Una de las funciones clave del cuerpo durante el posparto es el sangrado posparto. Este término médico, también conocido como loquios, describe el paso de sangre y tejido después del parto en forma de flujo.
El papel de la placenta durante el embarazo
Durante el embarazo, tu cuerpo desarrolla un nuevo órgano que crece en el interior del útero: la placenta. Aquí, tu torrente sanguíneo y el sistema circulatorio de tu bebé se unen, pero están separados por la llamada "barrera placentaria". El bebé está conectado a la placenta a través del cordón umbilical. La placenta actúa como filtro, asegurando que el oxígeno y los nutrientes esenciales pasen de tu torrente sanguíneo al de tu bebé, mientras que los desechos permanecen en tu sangre.
Tras el parto, la placenta ya no es necesaria y se expulsa mediante fuertes contracciones. Esto deja una gran herida en el útero. Las contracciones posteriores ayudan a cerrar los grandes vasos sanguíneos y a reducir la herida. Los loquios (sangrado posparto) se originan en esta herida y también incluyen el desprendimiento del revestimiento uterino, restos de vérnix caseosa y el saco amniótico. Inicialmente, los loquios son de color rojo brillante y suelen contener coágulos de sangre. Con el tiempo, el flujo se vuelve más amarillento, hasta llegar a ser casi transparente.
Duración y fases del sangrado posparto
La duración del sangrado posparto varía de una mujer a otra y puede durar entre dos y seis semanas, a veces más. Durante este tiempo, el sangrado suele pasar por cuatro fases:
Loquios rojos: Más abundantes que la menstruación, líquidos y de color rojo brillante. Puede haber coágulos de sangre oscuros. Esta fase dura un máximo de 7 días.
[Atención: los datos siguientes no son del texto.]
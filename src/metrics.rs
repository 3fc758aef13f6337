//! Operational metrics with Prometheus
//!
//! Exposes the signals worth alerting on:
//! - Rebuild rates, failures, and durations per component
//! - Recommendation query rates and latencies per strategy
//! - Cache effectiveness
//! - Model and stats table sizes
//!
//! NOTE: product and user IDs never appear in labels; they are unbounded
//! and would blow up Prometheus cardinality.

use lazy_static::lazy_static;
use prometheus::{HistogramOpts, HistogramVec, IntCounterVec, IntGaugeVec, Opts, Registry};

lazy_static! {
    /// Global metrics registry
    pub static ref METRICS_REGISTRY: Registry = Registry::new();

    // ============================================================================
    // Rebuild Metrics
    // ============================================================================

    /// Model/stats rebuilds by component and result
    pub static ref REBUILD_TOTAL: IntCounterVec = IntCounterVec::new(
        Opts::new("shoprec_rebuild_total", "Total rebuilds by component and result"),
        &["component", "result"]  // result: "success" or "error"
    ).unwrap();

    /// Rebuild duration in seconds
    pub static ref REBUILD_DURATION: HistogramVec = HistogramVec::new(
        HistogramOpts::new(
            "shoprec_rebuild_duration_seconds",
            "Rebuild duration in seconds"
        )
        .buckets(vec![0.005, 0.01, 0.025, 0.05, 0.1, 0.25, 0.5, 1.0, 2.5, 5.0, 10.0, 30.0, 60.0]),
        &["component"]
    ).unwrap();

    // ============================================================================
    // Query Metrics
    // ============================================================================

    /// Recommendation queries by strategy and result
    pub static ref RECOMMEND_TOTAL: IntCounterVec = IntCounterVec::new(
        Opts::new("shoprec_recommendations_total", "Total recommendation queries"),
        &["strategy", "result"]
    ).unwrap();

    /// Recommendation query duration (in-memory, so sub-millisecond buckets)
    pub static ref RECOMMEND_DURATION: HistogramVec = HistogramVec::new(
        HistogramOpts::new(
            "shoprec_recommendation_duration_seconds",
            "Recommendation query duration"
        )
        .buckets(vec![0.0001, 0.0005, 0.001, 0.0025, 0.005, 0.01, 0.025, 0.05, 0.1]),
        &["strategy"]
    ).unwrap();

    /// Personalized-recommendation cache hits and misses
    pub static ref CACHE_EVENTS: IntCounterVec = IntCounterVec::new(
        Opts::new("shoprec_cache_events_total", "Recommendation cache events"),
        &["event"]  // event: "hit" or "miss"
    ).unwrap();

    // ============================================================================
    // Size Metrics (aggregate)
    // ============================================================================

    /// Entities in the most recent model snapshot per component
    pub static ref MODEL_ENTITIES: IntGaugeVec = IntGaugeVec::new(
        Opts::new("shoprec_model_entities", "Entities in the current model snapshot"),
        &["component", "entity"]  // entity: "products", "users", "sessions"
    ).unwrap();

    /// Rows written by the last stats pass
    pub static ref STATS_ROWS: IntGaugeVec = IntGaugeVec::new(
        Opts::new("shoprec_stats_rows", "Rows written by the last stats aggregation"),
        &["kind"]  // kind: "product" or a category dimension name
    ).unwrap();
}

/// Register all metrics with the global registry
pub fn register_metrics() -> Result<(), prometheus::Error> {
    // Rebuild metrics
    METRICS_REGISTRY.register(Box::new(REBUILD_TOTAL.clone()))?;
    METRICS_REGISTRY.register(Box::new(REBUILD_DURATION.clone()))?;

    // Query metrics
    METRICS_REGISTRY.register(Box::new(RECOMMEND_TOTAL.clone()))?;
    METRICS_REGISTRY.register(Box::new(RECOMMEND_DURATION.clone()))?;
    METRICS_REGISTRY.register(Box::new(CACHE_EVENTS.clone()))?;

    // Size metrics
    METRICS_REGISTRY.register(Box::new(MODEL_ENTITIES.clone()))?;
    METRICS_REGISTRY.register(Box::new(STATS_ROWS.clone()))?;

    Ok(())
}
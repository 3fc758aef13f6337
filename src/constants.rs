//! Documented constants for the recommendation engine
//!
//! This module contains all tunable parameters with justification for their values.
//! Centralizing constants prevents magic numbers and makes tuning easier.

// =============================================================================
// SMOOTHING CONSTANTS
// Laplace (additive) smoothing keeps the co-occurrence probability matrix
// free of zero rows so that cold products still rank deterministically.
// =============================================================================

/// Additive smoothing factor for co-occurrence probabilities
///
/// Each matrix row is normalized as (count + alpha) / (row_total + alpha * n).
///
/// Justification:
/// - alpha = 1.0 is classic add-one smoothing: simple and well understood
/// - Keeps every row a proper probability distribution (sums to 1) even for
///   products that never co-occurred with anything
/// - Small catalogs are dominated by real counts almost immediately, so the
///   prior washes out after a handful of sessions
pub const DEFAULT_ALPHA_SMOOTHING: f64 = 1.0;

/// Tolerance when asserting that a smoothed row sums to 1
///
/// Accumulated f64 rounding across a row of n additions stays far below this
/// for any realistic catalog size.
pub const ROW_SUM_TOLERANCE: f64 = 1e-9;

// =============================================================================
// QUERY CONSTANTS
// =============================================================================

/// Default number of recommendations per query
///
/// Justification:
/// - Five items fill a typical "customers also viewed" shelf without pushing
///   low-confidence tail items
/// - Callers can override per request; this is only the constructor default
pub const DEFAULT_TOP_N: usize = 5;

/// Sentinel score assigned to products the user already interacted with
///
/// Weighted scores are non-negative (cosine similarity of count vectors times
/// non-negative counts), so any value below zero guarantees exclusion once
/// the strictly-positive filter runs.
pub const INTERACTED_SENTINEL: f64 = -1.0;

// =============================================================================
// CACHE CONSTANTS
// =============================================================================

/// TTL for cached personalized recommendation results (5 minutes)
///
/// Justification:
/// - Matches the stats refresh cadence, so cached results are never staler
///   than one aggregation cycle
/// - Personalized rankings drift slowly; five minutes of staleness is
///   invisible to users but absorbs repeated page loads
pub const DEFAULT_CACHE_TTL_SECS: u64 = 300;

/// Maximum entries held by the recommendation result cache
///
/// Each entry is a handful of product IDs keyed by (user_id, top_n), so ten
/// thousand entries stay well under a megabyte while covering the active
/// user population between rebuilds.
pub const DEFAULT_CACHE_MAX_ENTRIES: usize = 10_000;

// =============================================================================
// REFRESH CONSTANTS
// =============================================================================

/// Interval between recommender model rebuilds (seconds)
///
/// Justification:
/// - Co-occurrence and similarity matrices change meaningfully only after a
///   batch of new events, not per event
/// - A little over eight minutes keeps models fresh without hammering the
///   event source on large catalogs
pub const DEFAULT_RECOMMENDER_REFRESH_SECS: u64 = 500;

/// Interval between statistics aggregation runs (seconds)
///
/// Stats feed dashboards and merchandising rules, which tolerate five-minute
/// granularity; running more often mostly recomputes identical rows.
pub const DEFAULT_STATS_REFRESH_SECS: u64 = 300;

/// Upper bound on a single rebuild, in seconds (0 = unlimited)
///
/// When set, a rebuild exceeding the bound is abandoned and reported as a
/// failure; the previous model stays live. Disabled by default because
/// rebuild time scales with the event source and deployments differ widely.
pub const DEFAULT_REBUILD_TIMEOUT_SECS: u64 = 0;
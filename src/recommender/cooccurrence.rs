//! Co-occurrence recommender: "customers who viewed X also viewed Y"
//!
//! The model is a symmetric product × product matrix counting how often two
//! distinct products appear in the same user's history, Laplace-smoothed
//! into per-row probability distributions. Rebuilds construct a complete
//! new snapshot off to the side and swap it in with a single pointer
//! replacement, so queries never observe a half-built model.

use crate::errors::{RecoError, Result};
use crate::index::IdIndex;
use crate::matrix::{laplace_smoothed, DenseMatrix};
use crate::metrics::MODEL_ENTITIES;
use crate::recommender::{RecommendRequest, Recommender, Refreshable, Strategy};
use crate::source::InteractionSource;
use anyhow::anyhow;
use async_trait::async_trait;
use chrono::{DateTime, Utc};
use ordered_float::OrderedFloat;
use parking_lot::RwLock;
use rand::seq::SliceRandom;
use std::collections::HashMap;
use std::sync::Arc;
use std::time::Instant;
use tracing::info;

/// One immutable model snapshot
#[derive(Debug)]
pub struct CoOccurrenceModel {
    pub products: IdIndex,
    /// Symmetric co-occurrence counts with zero diagonal
    pub counts: DenseMatrix,
    /// Laplace-smoothed rows, each a probability distribution
    pub probabilities: DenseMatrix,
    pub session_count: usize,
    pub built_at: DateTime<Utc>,
}

/// Product-keyed recommender over co-occurrence probabilities
pub struct CoOccurrenceRecommender {
    source: Arc<dyn InteractionSource>,
    alpha: f64,
    model: RwLock<Option<Arc<CoOccurrenceModel>>>,
}

impl CoOccurrenceRecommender {
    /// `alpha` is the additive smoothing factor, must be positive
    pub fn new(source: Arc<dyn InteractionSource>, alpha: f64) -> Self {
        debug_assert!(alpha > 0.0, "smoothing factor must be positive");
        Self {
            source,
            alpha,
            model: RwLock::new(None),
        }
    }

    /// Current snapshot, if at least one rebuild succeeded
    pub fn model(&self) -> Option<Arc<CoOccurrenceModel>> {
        self.model.read().clone()
    }

    /// Rebuild the model from the data source and swap it in atomically
    pub async fn rebuild_model(&self) -> Result<()> {
        let started = Instant::now();
        let product_ids = self
            .source
            .distinct_product_ids()
            .await
            .map_err(|e| RecoError::rebuild(self.name(), e))?;
        let sessions = self
            .source
            .events_by_user()
            .await
            .map_err(|e| RecoError::rebuild(self.name(), e))?;

        // counting is O(products² + Σ session²), keep it off the runtime
        let alpha = self.alpha;
        let model =
            tokio::task::spawn_blocking(move || build_model(product_ids, sessions, alpha))
                .await
                .map_err(|e| RecoError::rebuild("cooccurrence", anyhow!(e)))?;

        MODEL_ENTITIES
            .with_label_values(&["cooccurrence", "products"])
            .set(model.products.len() as i64);
        MODEL_ENTITIES
            .with_label_values(&["cooccurrence", "sessions"])
            .set(model.session_count as i64);
        info!(
            "🛒 Co-occurrence model rebuilt: {} products from {} sessions in {:?}",
            model.products.len(),
            model.session_count,
            started.elapsed()
        );

        *self.model.write() = Some(Arc::new(model));
        Ok(())
    }

    /// Products most likely to co-occur with `product_id`
    ///
    /// With `sample` set, returns uniformly-random distinct catalog products
    /// instead of the ranked list. Either way the product must exist in the
    /// current snapshot.
    pub fn recommend_for_product(
        &self,
        product_id: u64,
        top_n: usize,
        sample: bool,
    ) -> Result<Vec<u64>> {
        // no snapshot yet means no product is known
        let model = self
            .model()
            .ok_or(RecoError::ProductNotFound(product_id))?;
        let pos = model
            .products
            .position(product_id)
            .ok_or(RecoError::ProductNotFound(product_id))?;

        if top_n == 0 {
            return Ok(Vec::new());
        }

        if sample {
            let mut ids = model.products.ids().to_vec();
            let mut rng = rand::thread_rng();
            ids.shuffle(&mut rng);
            ids.truncate(top_n);
            return Ok(ids);
        }

        let row = model.probabilities.row(pos);
        let mut scored: Vec<(OrderedFloat<f64>, usize)> = row
            .iter()
            .enumerate()
            .filter(|(j, _)| *j != pos)
            .map(|(j, &p)| (OrderedFloat(p), j))
            .collect();
        // stable sort: ties keep dense-index order
        scored.sort_by(|a, b| b.0.cmp(&a.0));

        Ok(scored
            .into_iter()
            .take(top_n)
            .map(|(_, j)| model.products.id_at(j))
            .collect())
    }
}

#[async_trait]
impl Refreshable for CoOccurrenceRecommender {
    fn name(&self) -> &'static str {
        "cooccurrence"
    }

    async fn rebuild(&self) -> Result<()> {
        self.rebuild_model().await
    }
}

impl Recommender for CoOccurrenceRecommender {
    fn strategy(&self) -> Strategy {
        Strategy::CoOccurrence
    }

    fn is_ready(&self) -> bool {
        self.model.read().is_some()
    }

    fn recommend(&self, request: &RecommendRequest) -> Result<Vec<u64>> {
        let product_id = request.product_id.ok_or_else(|| {
            RecoError::Internal(anyhow!("co-occurrence strategy requires a product_id"))
        })?;
        self.recommend_for_product(product_id, request.top_n, request.sample)
    }
}

fn build_model(
    product_ids: Vec<u64>,
    sessions: HashMap<u64, Vec<u64>>,
    alpha: f64,
) -> CoOccurrenceModel {
    let products = IdIndex::from_ids(product_ids);
    let n = products.len();
    let session_count = sessions.len();

    let mut counts = DenseMatrix::zeros(n, n);
    for viewed in sessions.into_values() {
        for a in 0..viewed.len() {
            for b in (a + 1)..viewed.len() {
                let (Some(i), Some(j)) =
                    (products.position(viewed[a]), products.position(viewed[b]))
                else {
                    // event references a product missing from this catalog snapshot
                    continue;
                };
                if i == j {
                    // same product seen twice in one session, diagonal stays zero
                    continue;
                }
                counts.add_at(i, j, 1.0);
                counts.add_at(j, i, 1.0);
            }
        }
    }

    let probabilities = laplace_smoothed(&counts, alpha);
    CoOccurrenceModel {
        products,
        counts,
        probabilities,
        session_count,
        built_at: Utc::now(),
    }
}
Loquios fuscos: Parduscos y más débiles que antes. Comienza alrededor del tercer o séptimo día.
Loquios flavos: Amarillentos y viscosos. Su intensidad disminuye significativamente. Comienza alrededor del día 12-14.
Loquios alba: Blanquecinos y acuosos, muy tenues hacia el final. Comienzan alrededor del día 17-21.
Estas fases pueden integrarse fluidamente y alternarse, lo que proporciona una pauta general. En total, perderás unos 500 mililitros de sangre y otros líquidos durante el posparto; te recordamos que pierdes un promedio de entre 50 y 80 mililitros de sangre durante la menstruación.
olor a sangrado posparto
Algunas mujeres informan que el sangrado posparto tiene un olor leve o dulzón, similar al sangrado menstrual. Esto suele ser inofensivo. Sin embargo, si nota un olor fuerte, fétido o penetrante, podría indicar una infección y debería ser examinada por una matrona o ginecólogo posparto.
Las infecciones pueden surgir por lesiones en el parto o por el cambio poco frecuente de toallas sanitarias posparto. Los loquios (sangrado posparto) contienen gérmenes que se acumulan al pasar por los órganos, especialmente la vagina. Por lo tanto, es importante cambiar las toallas sanitarias tibias y húmedas con regularidad para minimizar el riesgo de infección. Muchos ginecólogos y matronas también desaconsejan el baño, ya que los gérmenes pueden ascender más fácilmente al útero.
Coágulos sanguíneos y retención hemorrágica posparto
Durante el posparto, el reposo prolongado en cama puede provocar la acumulación y coagulación de sangre en la vagina. Esta sangre puede salir al ponerse de pie, lo cual es normal. Sin embargo, a veces, los loquios pueden obstruirse, una afección conocida como hemorragia posparto o retención loquial. En estos casos, la medicación o los masajes pueden ayudar a restablecer el flujo. En raras ocasiones, puede ser necesario un legrado (D&C).
Queremos destacar que, en la mayoría de los casos, el sangrado posparto transcurre sin mayores complicaciones y suele durar entre dos y seis semanas. Al principio, es abundante y sanguinolento, pero gradualmente se vuelve más ligero, más líquido y menos coloreado. Siempre que el sangrado posparto no presente un olor extremadamente desagradable ni un sangrado abundante, no suele ser motivo de preocupación.
Conclusión
El sangrado posparto es una parte natural del período posparto y es señal de que tu cuerpo se está recuperando. Presta atención a tu cuerpo y consulta siempre con tu matrona o ginecólogo posparto si tienes alguna inquietud o molestia. Recuerda que las toallas sanitarias posparto adecuadas pueden brindar comodidad e higiene.